Safeplanet's identity: “Safeplanet's signature sound is guitar-banded. We use the guitar as a drive. And then there is a layer of chorus that is a unique singing. Consists of percussion We mix many types of music as if combining many pop music. type together Most of which, when incoming calls He will immediately know that it is us.”
Safeplanet's identity: “The inspiration for making music comes from real events that we felt at the time. For example, the song “Khaeng Khuek” comes from the people next to me. And I want to encourage him like "I'll take you." The people beside me are my girlfriends, friends, and family. Other than my girlfriend Ket and all the fans, of course, he's the one next to us, without them there wouldn't be us.”

== Discography ==

Caption text
| Year | Song title | Album name |
|---|---|---|
| 2016 | กล่องดำ | Safeboys |
|  | โอยา (Oheya) | Safeboys |
|  | ห้องกระจก (Mirror Room) | Safeboys |
|  | ระบาย (Paint) | Safeboys |
| 2017 | ตัดสินใจ (Again) | Safeboys |
|  | ดินแดน (Din Dan) | Safeboys |
| 2018 | แสงสว่าง (Strobe Light) | Safeboys |
|  | คำตอบ (Answer) | Safeboys |
| 2019 | กอดความเจ็บช้ำ (Carry) | Safeboys |
|  | ลอง (Try) | Safeboys |
|  | ข้างกาย (With you) | Safeboys |
|  | เพียงเธอ (Always) | Safeboys |
|  | พริบตา (The Wind) | Cap, Capo, Cigarettes & Beer |
| 2020 | สิ่งที่เธอฝากไว้ (The Maze) | Cap, Capo, Cigarettes & Beer |
|  | ไม่เคยเปลี่ยน (The Mountain) | Cap, Capo, Cigarettes & Beer |
|  | ถ้าเธอได้รู้ (The Secret) | Cap, Capo, Cigarettes & Beer |
|  | วันที่สวยงาม (To the Day) | Cap, Capo, Cigarettes & Beer |
| 2021 | โลกใบใหม่ (New World) | Cap, Capo, Cigarettes & Beer |
|  | อย่างน้อย (Sunset) | Cap, Capo, Cigarettes & Beer |
| 2022 | นอนไม่หลับ (Melatonin) | Cap, Capo, Cigarettes & Beer |
|  | Bon Voyage | Cap, Capo, Cigarettes & Beer |
|  | ในเมื่อใจ (The Heart) | Cap, Capo, Cigarettes & Beer |
|  | ดวงตะวัน (The Sun) | Cap, Capo, Cigarettes & Beer |
|  | รู้เธอยังกังวล (My Worry) | Cap, Capo, Cigarettes & Beer |
|  | Youth | Cap, Capo, Cigarettes & Beer |
| 2023 | ปล่อยมือ (The End) | - |

== Tours ==

Neonplanet Concert (6 July 2019)

This is their first concert in five years since the debut of the song, which took place at Mon Tri Studio (มนตรีสตูดิโอ) and featured Anatomy Rabbit as a special guest. The concert's theme and title were inspired by classical space and neon.
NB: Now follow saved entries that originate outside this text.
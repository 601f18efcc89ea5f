//! Staging aggregator
//!
//! Partitions one content type into its published and draft subsets by
//! querying both listing endpoints of the content service concurrently.

use serde::Serialize;
use std::collections::HashSet;
use std::sync::Arc;
use tracing::warn;

use super::StagingError;
use crate::models::{ContentType, Item};
use crate::store::ContentStore;

/// Published and draft items of one content type
#[derive(Debug, Clone, PartialEq, Serialize)]
pub struct StagedCollection {
    pub kind: ContentType,
    pub published: Vec<Item>,
    pub draft: Vec<Item>,
}

impl StagedCollection {
    /// Build a collection; an id listed in both subsets is kept as published
    pub fn new(kind: ContentType, published: Vec<Item>, mut draft: Vec<Item>) -> Self {
        let published_ids: HashSet<i64> = published.iter().map(|item| item.id).collect();
        let before = draft.len();
        draft.retain(|item| !published_ids.contains(&item.id));
        if draft.len() != before {
            warn!(
                "{} {} listed as both published and draft, keeping published",
                before - draft.len(),
                kind.collection()
            );
        }
        Self { kind, published, draft }
    }

    pub fn empty(kind: ContentType) -> Self {
        Self {
            kind,
            published: Vec::new(),
            draft: Vec::new(),
        }
    }

    /// Published items followed by draft items, each in source order
    pub fn all(&self) -> impl Iterator<Item = &Item> {
        self.published.iter().chain(self.draft.iter())
    }

    pub fn len(&self) -> usize {
        self.published.len() + self.draft.len()
    }

    pub fn is_empty(&self) -> bool {
        self.len() == 0
    }

    pub fn has_pending(&self) -> bool {
        !self.draft.is_empty()
    }

    pub fn is_draft(&self, id: i64) -> bool {
        self.draft.iter().any(|item| item.id == id)
    }

    pub fn find(&self, id: i64) -> Option<&Item> {
        self.all().find(|item| item.id == id)
    }

    /// Items owned by the given parent, keeping the published/draft split
    pub fn children_of(&self, parent: ContentType, parent_id: i64) -> StagedCollection {
        self.filter(|item| item.belongs_to(self.kind, parent, parent_id))
    }

    /// Items matching the predicate, keeping the published/draft split
    pub fn filter(&self, predicate: impl Fn(&Item) -> bool) -> StagedCollection {
        let keep = |items: &[Item]| -> Vec<Item> { items.iter().filter(|item| predicate(item)).cloned().collect() };
        StagedCollection {
            kind: self.kind,
            published: keep(&self.published),
            draft: keep(&self.draft),
        }
    }
}

/// Fetches staged collections from the content service
#[derive(Clone)]
pub struct StagingAggregator {
    store: Arc<dyn ContentStore>,
}

impl StagingAggregator {
    pub fn new(store: Arc<dyn ContentStore>) -> Self {
        Self { store }
    }

    /// Fetch both subsets of a content type; fails if either call fails
    pub async fn fetch_all(&self, kind: ContentType) -> Result<StagedCollection, StagingError> {
        let descriptor = kind.descriptor();
        if !descriptor.indexable {
            return Ok(StagedCollection::empty(kind));
        }

        let published = self.store.index_published(kind);
        let draft = async {
            if descriptor.draftable {
                self.store.index_draft(kind).await
            } else {
                Ok(Vec::new())
            }
        };
        let (published, draft) = tokio::try_join!(published, draft)?;
        Ok(StagedCollection::new(kind, published, draft))
    }
}
//! Car stage schema

use serde::{Deserialize, Serialize};
use serde_json::{json, Map, Value};

use super::form::{number_field, optional_text, ContentSchema, FormErrors, FormField, Scope};
use super::{ContentType, Item};

pub struct CarStage;

#[derive(Debug, Clone, Default, Serialize, Deserialize)]
#[serde(rename_all = "camelCase")]
pub struct CarStageForm {
    #[serde(default)]
    pub name: String,
    #[serde(default)]
    pub description: String,
    /// Checkbox, present when ticked
    #[serde(default)]
    pub is_stock: Option<String>,
    #[serde(default)]
    pub ps: String,
    #[serde(default)]
    pub nm: String,
}

impl ContentSchema for CarStage {
    const KIND: ContentType = ContentType::Stage;
    type Form = CarStageForm;

    fn form_from_item(item: &Item) -> CarStageForm {
        CarStageForm {
            name: item.get_str("name").unwrap_or_default().to_string(),
            description: item.get_str("description").unwrap_or_default().to_string(),
            is_stock: item.get_bool("isStock").filter(|b| *b).map(|_| "true".to_string()),
            ps: number_field(item, "ps"),
            nm: number_field(item, "nm"),
        }
    }

    fn fields(form: &CarStageForm, _options: &[Item]) -> Vec<FormField> {
        vec![
            FormField::text("name", "Name", &form.name).required(),
            FormField::textarea("description", "Description", &form.description),
            FormField::checkbox("isStock", "Stock", form.is_stock.is_some()),
            FormField::number("ps", "PS", &form.ps),
            FormField::number("nm", "Nm", &form.nm),
        ]
    }

    fn validate(form: &CarStageForm, scope: &Scope) -> Result<Map<String, Value>, FormErrors> {
        let mut errors = FormErrors::new();
        let name = errors.required_text("name", &form.name);
        let ps = errors.optional_number::<f64>("ps", &form.ps);
        let nm = errors.optional_number::<f64>("nm", &form.nm);
        let model_id = scope.parent_id(ContentType::Model);
        if model_id.is_none() {
            errors.add("carModelID", "Stage must belong to a model");
        }
        errors.finish(json!({
            "carModelID": model_id,
            "name": name,
            "description": optional_text(&form.description),
            "isStock": form.is_stock.is_some(),
            "ps": ps,
            "nm": nm,
        }))
    }
}

#[cfg(test)]
mod tests {
    use super::*;

    #[test]
    fn test_checkbox_and_numbers() {
        let form = CarStageForm {
            name: "Stage 2".into(),
            description: String::new(),
            is_stock: Some("true".into()),
            ps: "510".into(),
            nm: "".into(),
        };
        let payload = CarStage::validate(&form, &Scope::nested(ContentType::Model, 2)).unwrap();
        assert_eq!(payload.get("isStock"), Some(&json!(true)));
        assert_eq!(payload.get("ps"), Some(&json!(510.0)));
        assert_eq!(payload.get("nm"), Some(&Value::Null));
    }

    #[test]
    fn test_unticked_checkbox_is_false() {
        let form = CarStageForm {
            name: "Stock".into(),
            ..Default::default()
        };
        let payload = CarStage::validate(&form, &Scope::nested(ContentType::Model, 2)).unwrap();
        assert_eq!(payload.get("isStock"), Some(&json!(false)));
    }

    #[test]
    fn test_form_from_item() {
        let item = Item::from_value(1, json!({"name": "S1", "isStock": true, "ps": 300.5}));
        let form = CarStage::form_from_item(&item);
        assert!(form.is_stock.is_some());
        assert_eq!(form.ps, "300.5");
        assert_eq!(form.nm, "");
    }
}
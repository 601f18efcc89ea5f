//! View engine error types

use thiserror::Error;

#[derive(Debug, Error)]
pub enum ViewError {
    /// Template could not be loaded or rendered
    #[error("Template error: {0}")]
    Template(String),

    /// Override directory could not be read
    #[error("IO error: {0}")]
    Io(#[from] std::io::Error),
}
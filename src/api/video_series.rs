//! Video series pages
//!
//! - GET /videoSeries - Published and draft series
//! - GET /videoSeries/{id} - Series with its linked videos
//! - /videoSeries/new, /{id}/edit, /{id}/delete, /{id}/publish
//! - Video links are managed below `/videoSeries/{id}/videos`

use axum::{response::Html, routing::get, Router};

use super::middleware::{AdminError, AppState, RequestScope};
use super::resource::{self, find_row, rows_labeled, Location, Row, RouteParams};
use crate::models::{ContentType, VideoLink, VideoSerie};
use crate::services::StagedCollection;
use crate::views::Section;

/// Rows of video links, labeled with the linked video's title
pub fn link_rows(links: &StagedCollection, videos: &StagedCollection) -> Vec<Row> {
    rows_labeled(links, |link| {
        let video_id = link.get_i64("videoID");
        video_id
            .and_then(|id| videos.find(id))
            .map(|video| video.label())
            .unwrap_or_else(|| format!("Video #{}", video_id.unwrap_or_default()))
    })
}

/// GET /videoSeries/{id}
pub async fn show(scope: RequestScope, RouteParams(params): RouteParams) -> Result<Html<String>, AdminError> {
    let id = Location::parse(ContentType::VideoSeries, &params)?.item_id(ContentType::VideoSeries)?;

    let aggregator = scope.aggregator();
    let (series, links, videos) = tokio::try_join!(
        aggregator.fetch_all(ContentType::VideoSeries),
        aggregator.fetch_all(ContentType::VideoSeriesVideoLink),
        aggregator.fetch_all(ContentType::Video),
    )?;
    let serie = find_row(&series, id).ok_or_else(|| AdminError::not_found("/videoSeries"))?;

    let mut context = scope.page(Section::VideoSeries);
    context.insert("serie", &serie);
    context.insert("videos", &link_rows(&links.children_of(ContentType::VideoSeries, id), &videos));
    scope.render("video_series/show.html", &context)
}

pub fn router() -> Router<AppState> {
    Router::new()
        .route("/", get(resource::index::<VideoSerie>))
        .route("/{series_id}", get(show))
        .merge(resource::routes::<VideoSerie>())
        .nest("/{series_id}/videos", resource::routes::<VideoLink>())
}
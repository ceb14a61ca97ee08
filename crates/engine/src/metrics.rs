//! Prometheus metrics for the engine.
//!
//! Counters cover the upload pipeline, dedup decisions and the delete path.
//! No per-owner or per-hash labels are used.

use prometheus::{self, Encoder, Histogram, HistogramOpts, IntCounter, Registry, TextEncoder};
use std::sync::{LazyLock, Once};

/// Global Prometheus registry for all metrics.
pub static REGISTRY: LazyLock<Registry> = LazyLock::new(Registry::new);

// Upload pipeline
pub static UPLOADS_COMPLETED: LazyLock<IntCounter> = LazyLock::new(|| {
    IntCounter::new(
        "vault_uploads_completed_total",
        "Total number of uploads that produced a reference",
    )
    .expect("metric creation failed")
});

pub static UPLOAD_BYTES: LazyLock<IntCounter> = LazyLock::new(|| {
    IntCounter::new(
        "vault_upload_bytes_total",
        "Total bytes received by completed uploads, duplicates included",
    )
    .expect("metric creation failed")
});

pub static UPLOAD_DURATION: LazyLock<Histogram> = LazyLock::new(|| {
    Histogram::with_opts(
        HistogramOpts::new(
            "vault_upload_duration_seconds",
            "Time from first byte read to reference creation",
        )
        .buckets(vec![0.01, 0.05, 0.1, 0.25, 0.5, 1.0, 2.5, 5.0, 10.0, 30.0]),
    )
    .expect("metric creation failed")
});

pub static MEDIA_TYPE_REJECTIONS: LazyLock<IntCounter> = LazyLock::new(|| {
    IntCounter::new(
        "vault_media_type_rejections_total",
        "Total uploads rejected because the declared media type did not match the content",
    )
    .expect("metric creation failed")
});

// Dedup
pub static DEDUP_HITS: LazyLock<IntCounter> = LazyLock::new(|| {
    IntCounter::new(
        "vault_dedup_hits_total",
        "Total uploads resolved to an already stored payload",
    )
    .expect("metric creation failed")
});

pub static PAYLOADS_CREATED: LazyLock<IntCounter> = LazyLock::new(|| {
    IntCounter::new(
        "vault_payloads_created_total",
        "Total number of unique payloads created",
    )
    .expect("metric creation failed")
});

pub static CREATE_CONFLICTS: LazyLock<IntCounter> = LazyLock::new(|| {
    IntCounter::new(
        "vault_payload_create_conflicts_total",
        "Total payload creations that lost a race on the content hash",
    )
    .expect("metric creation failed")
});

// Delete path
pub static PAYLOADS_DELETED: LazyLock<IntCounter> = LazyLock::new(|| {
    IntCounter::new(
        "vault_payloads_deleted_total",
        "Total number of unique payloads deleted with their last reference",
    )
    .expect("metric creation failed")
});

pub static BLOB_REMOVAL_FAILURES: LazyLock<IntCounter> = LazyLock::new(|| {
    IntCounter::new(
        "vault_blob_removal_failures_total",
        "Total blob removals that failed after the payload record was deleted",
    )
    .expect("metric creation failed")
});

pub static BLOB_RECOMMITS: LazyLock<IntCounter> = LazyLock::new(|| {
    IntCounter::new(
        "vault_blob_recommits_total",
        "Total blobs committed again after a concurrent deletion removed them",
    )
    .expect("metric creation failed")
});

/// Guard to ensure metrics are only registered once.
static REGISTER_ONCE: Once = Once::new();

/// Register all metrics with the global registry.
///
/// This function is idempotent - subsequent calls after the first are no-ops.
pub fn register_metrics() {
    REGISTER_ONCE.call_once(|| {
        let collectors: [Box<dyn prometheus::core::Collector>; 10] = [
            Box::new(UPLOADS_COMPLETED.clone()),
            Box::new(UPLOAD_BYTES.clone()),
            Box::new(UPLOAD_DURATION.clone()),
            Box::new(MEDIA_TYPE_REJECTIONS.clone()),
            Box::new(DEDUP_HITS.clone()),
            Box::new(PAYLOADS_CREATED.clone()),
            Box::new(CREATE_CONFLICTS.clone()),
            Box::new(PAYLOADS_DELETED.clone()),
            Box::new(BLOB_REMOVAL_FAILURES.clone()),
            Box::new(BLOB_RECOMMITS.clone()),
        ];
        for collector in collectors {
            REGISTRY
                .register(collector)
                .expect("metric registration failed");
        }
    });
}

/// Render all registered metrics in the Prometheus text exposition format.
pub fn encode_text() -> Result<String, prometheus::Error> {
    let encoder = TextEncoder::new();
    let metric_families = REGISTRY.gather();

    let mut buffer = Vec::new();
    encoder.encode(&metric_families, &mut buffer)?;
    String::from_utf8(buffer).map_err(|e| prometheus::Error::Msg(e.to_string()))
}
Bon Voyage Concert (4 June 2023)

After completing their 2nd album 'Cap, Capo, Cigarettes & Beer', The band played their first arena-scale concert at Thunderdome Stadium in Muang Thong Thani, Celebrating their 8-year journey. The name 'Bon Voyage' is taken from the first song in the 2nd album.